From: Marc Phillips (
Date: Mon Apr 15 1991 - 17:29:13 CDT

Thanks to all who replied to my problem with the exports file. Most
people said to use "netgroups" to solve my problem of having too many
machines on one line in the /etc/exports file. The main problem with
that is that I do not run NIS yellow pages. Although many of you said
I did not need to be running NIS to use "netgroups" only one person,
Steve Hayman, gave me a clear answer on how to do it. Thanks a billion
Steve, this netgroups thing is working fantastic. I now have no problem
getting any number of people into my exports file.

-------First, A quote from Steve in his first message:----------
You can use netgroup without yellow pages. We use it here.
What you have to do is build new shared libraries containing
versions of the netgroup routines that will read the plain
file without contacting NIS. This is not hard to do but it
is a little time consuming. However I think the benefits
are worth it.

--------Second, this is what must be done:-----------------------
First off, you need to have /usr/lib/shlib.etc installed on your system.
This directory contains the stuff you need to rebuild shared libraries.
It's an optional category called "shlib_custom" or something when
you install SunOS, so it may not be there by default but you should
be able to get it from your distribution media.

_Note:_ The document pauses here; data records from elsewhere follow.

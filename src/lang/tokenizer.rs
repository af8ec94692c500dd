//! Module containing the tokenizer
//!
//! Listing text is scanned left to right a lexeme at a time.  Two decisions cannot be made
//! when a keyword is matched: whether a conditional keyword is really a keyword (it is not
//! if a letter follows immediately), and whether the next number is a line number operand.
//! Both are carried to the next lexeme as a `Pending` value.

use std::ops::Range;
use std::sync::Arc;
use log::{error,warn,trace};
use crate::Dialect;
use crate::DYNERR;
use super::dictionary::{TokenDictionary,TokenFlags};
use super::{linenum,Error,CR,END_MARKER,MAX_LINE_NUMBER};

/// Longest line body the BBC length byte can describe
pub const MAX_BODY_LEN: usize = 251;

/// Decision deferred from one lexeme to the next
#[derive(Clone,Debug,PartialEq)]
enum Pending {
    None,
    /// a conditional keyword, `text` locates its source bytes in case it stays literal
    Conditional { id: u8, flags: TokenFlags, text: Range<usize> },
    /// numbers that follow are packed line numbers
    GotoOperand
}

/// Scanning state for one line
struct LineScanner<'a> {
    dictionary: &'a TokenDictionary,
    bytes: &'a [u8],
    pos: usize,
    out: Vec<u8>,
    start_of_statement: bool,
    in_string: bool,
    stop: bool,
    /// set when a keyword such as `REM` made the rest of the line verbatim
    stop_keyword: bool,
    name_follows: bool
}

impl <'a> LineScanner<'a> {
    fn new(dictionary: &'a TokenDictionary,bytes: &'a [u8]) -> Self {
        Self {
            dictionary,
            bytes,
            pos: 0,
            out: Vec::new(),
            start_of_statement: true,
            in_string: false,
            stop: false,
            stop_keyword: false,
            name_follows: false
        }
    }
    fn run(mut self) -> Result<Vec<u8>,Error> {
        let mut pending = Pending::None;
        while self.pos < self.bytes.len() {
            // a deferred keyword goes out ahead of the whitespace, or absorbs the name that follows
            pending = self.resolve(pending,is_space(self.bytes[self.pos]));
            let mut ws_end = self.pos;
            while ws_end < self.bytes.len() && is_space(self.bytes[ws_end]) {
                ws_end += 1;
            }
            self.out.extend_from_slice(&self.bytes[self.pos..ws_end]);
            self.pos = ws_end;
            if self.pos >= self.bytes.len() {
                break;
            }
            pending = self.lexeme(pending)?;
        }
        self.resolve(pending,true);
        Ok(self.out)
    }
    /// Settle a pending conditional keyword given what follows it.
    /// If a letter follows immediately the keyword text and the rest of the name are copied.
    fn resolve(&mut self,pending: Pending,spaced: bool) -> Pending {
        match pending {
            Pending::Conditional { id, flags, text } => {
                let next = self.bytes.get(self.pos).copied();
                match next {
                    Some(c) if !spaced && c.is_ascii_alphabetic() => {
                        trace!("{} stays literal",String::from_utf8_lossy(&self.bytes[text.clone()]));
                        self.out.extend_from_slice(&self.bytes[text]);
                        self.copy_name();
                        self.start_of_statement = false;
                        Pending::None
                    },
                    _ => self.emit_keyword(id,flags)
                }
            },
            other => other
        }
    }
    fn emit_keyword(&mut self,id: u8,flags: TokenFlags) -> Pending {
        self.out.push(id);
        if flags.contains(TokenFlags::STOP_TOKENISE) {
            self.stop = true;
            self.stop_keyword = true;
        }
        if flags.contains(TokenFlags::FN_OR_PROC_NAME) {
            self.name_follows = true;
        }
        if flags.contains(TokenFlags::MIDDLE_OF_STATEMENT) {
            self.start_of_statement = false;
        }
        if flags.contains(TokenFlags::START_OF_STATEMENT) {
            self.start_of_statement = true;
        }
        match flags.contains(TokenFlags::GOTO_LINE_OPERAND) {
            true => Pending::GotoOperand,
            false => Pending::None
        }
    }
    /// copy a run of bytes satisfying `pred` starting at the cursor
    fn copy_while<F: Fn(u8) -> bool>(&mut self,pred: F) -> usize {
        let beg = self.pos;
        while self.pos < self.bytes.len() && pred(self.bytes[self.pos]) {
            self.pos += 1;
        }
        self.out.extend_from_slice(&self.bytes[beg..self.pos]);
        self.pos - beg
    }
    fn copy_name(&mut self) -> usize {
        self.copy_while(|c| c.is_ascii_alphanumeric() || c==b'_')
    }
    fn copy_byte(&mut self) {
        self.out.push(self.bytes[self.pos]);
        self.pos += 1;
    }
    /// Process the lexeme at the cursor, which is not whitespace
    fn lexeme(&mut self,pending: Pending) -> Result<Pending,Error> {
        let b = self.bytes[self.pos];
        if self.stop {
            if !self.stop_keyword && self.bytes[self.pos..].contains(&linenum::MARKER) {
                error!("line number marker {:02X} in an OS command",linenum::MARKER);
                return Err(Error::UnstorableByte);
            }
            self.copy_while(|_| true);
            return Ok(Pending::None);
        }
        if self.in_string {
            if b==b'"' {
                self.in_string = false;
            }
            self.copy_byte();
            return Ok(pending);
        }
        if pending==Pending::GotoOperand {
            if b.is_ascii_digit() {
                let beg = self.pos;
                let mut end = beg;
                while end < self.bytes.len() && self.bytes[end].is_ascii_digit() {
                    end += 1;
                }
                let num = match parse_number(&self.bytes[beg..end]) {
                    Some(n) if n <= MAX_LINE_NUMBER as u32 => n as u16,
                    _ => {
                        error!("line number {} is out of range",String::from_utf8_lossy(&self.bytes[beg..end]));
                        return Err(Error::InvalidLineNumberRange);
                    }
                };
                self.out.extend_from_slice(&linenum::encode(num)?);
                self.pos = end;
                self.start_of_statement = false;
                return Ok(Pending::GotoOperand);
            }
            if b==b',' {
                self.copy_byte();
                return Ok(Pending::GotoOperand);
            }
        }
        if self.name_follows {
            self.name_follows = false;
            if self.copy_name() > 0 {
                self.start_of_statement = false;
                return Ok(Pending::None);
            }
        }
        match b {
            b'"' => {
                self.in_string = true;
                self.copy_byte();
            },
            b':' => {
                self.start_of_statement = true;
                self.copy_byte();
            },
            b'*' if self.start_of_statement => {
                trace!("OS command, rest of line is verbatim");
                self.stop = true;
                self.copy_byte();
            },
            b'&' => {
                self.copy_byte();
                self.copy_while(|c| c.is_ascii_digit() || (b'A'..=b'F').contains(&c));
                self.start_of_statement = false;
            },
            b'0'..=b'9' => {
                self.copy_while(|c| c.is_ascii_digit());
                self.start_of_statement = false;
            },
            b'A'..=b'Z' => {
                let found = self.dictionary.longest_match(&self.bytes[self.pos..])
                    .map(|(entry,len)| (entry.id,entry.assignment_id(),entry.flags,len));
                match found {
                    Some((primary,alt,flags,len)) => {
                        let id = match (self.start_of_statement,alt) {
                            (true,Some(alt)) => alt,
                            _ => primary
                        };
                        let text = self.pos..self.pos+len;
                        self.pos += len;
                        if flags.contains(TokenFlags::CONDITIONAL) {
                            return Ok(Pending::Conditional { id, flags, text });
                        }
                        return Ok(self.emit_keyword(id,flags));
                    },
                    None => {
                        self.copy_name();
                        self.start_of_statement = false;
                    }
                }
            },
            b'a'..=b'z' | b'_' => {
                self.copy_name();
                self.start_of_statement = false;
            },
            linenum::MARKER => {
                error!("line number marker {:02X} outside a string",b);
                return Err(Error::UnstorableByte);
            },
            _ => self.copy_byte()
        }
        Ok(Pending::None)
    }
}

fn is_space(c: u8) -> bool {
    c==b' ' || c==b'\t'
}

/// Parse a run of decimal digits, None if it does not fit
fn parse_number(digits: &[u8]) -> Option<u32> {
    std::str::from_utf8(digits).ok()?.parse::<u32>().ok()
}

/// Handles tokenization of Acorn BASIC
pub struct Tokenizer {
    dictionary: Arc<TokenDictionary>
}

impl Tokenizer {
    /// Create a tokenizer with its own dictionary
    pub fn new(dialect: Dialect) -> Self {
        Self {
            dictionary: Arc::new(TokenDictionary::new(dialect))
        }
    }
    /// Create a tokenizer that shares an existing dictionary
    pub fn with_dictionary(dictionary: Arc<TokenDictionary>) -> Self {
        Self {
            dictionary
        }
    }
    pub fn dialect(&self) -> Dialect {
        self.dictionary.dialect()
    }
    /// Tokenize one line of text that follows the line number.  The result is a complete
    /// line record, `0D hi lo len body` for BBC or `0D hi lo body` for Atom.
    pub fn tokenize_line(&self,num: u16,text: &str) -> Result<Vec<u8>,Error> {
        if num > MAX_LINE_NUMBER {
            error!("line number {} is out of range",num);
            return Err(Error::InvalidLineNumberRange);
        }
        let bytes = crate::parse_escaped_ascii(text,false);
        if bytes.contains(&CR) {
            error!("line {} contains a line separator",num);
            return Err(Error::UnstorableByte);
        }
        let mut ans = vec![CR];
        ans.extend_from_slice(&u16::to_be_bytes(num));
        match self.dialect() {
            Dialect::Atom => {
                ans.extend_from_slice(&bytes);
            },
            Dialect::Bbc => {
                let mut body = LineScanner::new(&self.dictionary,&bytes).run()?;
                if body.len() > MAX_BODY_LEN {
                    error!("line {} is {} bytes after tokenizing",num,body.len());
                    return Err(Error::LineTooLong);
                }
                ans.push(body.len() as u8 + 4);
                ans.append(&mut body);
            }
        }
        Ok(ans)
    }
    /// Tokenize a program contained in a UTF8 string, result is an array of bytes
    /// that starts with `0D` and ends with `0D FF`.
    pub fn tokenize(&self,program: &str) -> Result<Vec<u8>,DYNERR> {
        let mut tokenized_program: Vec<u8> = Vec::new();
        let mut prev: Option<u16> = None;
        for line in program.split(|c| c=='\n' || c=='\r') {
            if line.trim().len()==0 {
                continue;
            }
            let (num,text) = super::split_line_number(line)?;
            if let Some(prev_num) = prev {
                if num <= prev_num {
                    warn!("line {} follows line {}",num,prev_num);
                }
            }
            prev = Some(num);
            let mut record = self.tokenize_line(num,&text)?;
            tokenized_program.append(&mut record);
        }
        if prev.is_none() {
            error!("no program lines were found");
            return Err(Box::new(Error::EmptyInput));
        }
        tokenized_program.push(CR);
        tokenized_program.push(END_MARKER);
        Ok(tokenized_program)
    }
}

The general idea is to build a new shared library in which the
getnetgrent() routine looks in the actual /etc/netgroup file,
rather than calling yellow pages.

What you need to do is find C source code for the netgroup routines that
will read the /etc/netgroup file, and compile those routines and
build them into your new shared library. It just so happens that I
have some routines that do this. I got them from the U of Toronto, I
think they extracted them from an earlier Sun release where /etc/netgroup
really was a plain file.

The two source files you need are "getnetgrent.c" and "innetgr.c"



For anyone who isn't running NIS, and is interested in doing this, feel
free to e-mail me.

Marc "Phil" Phillips Systems Administrator (Worstation Guru in Training)
(619) 597-5587
Qualcomm Inc., San Diego, CA 92117

EMAIL: (too many coms huh?!!)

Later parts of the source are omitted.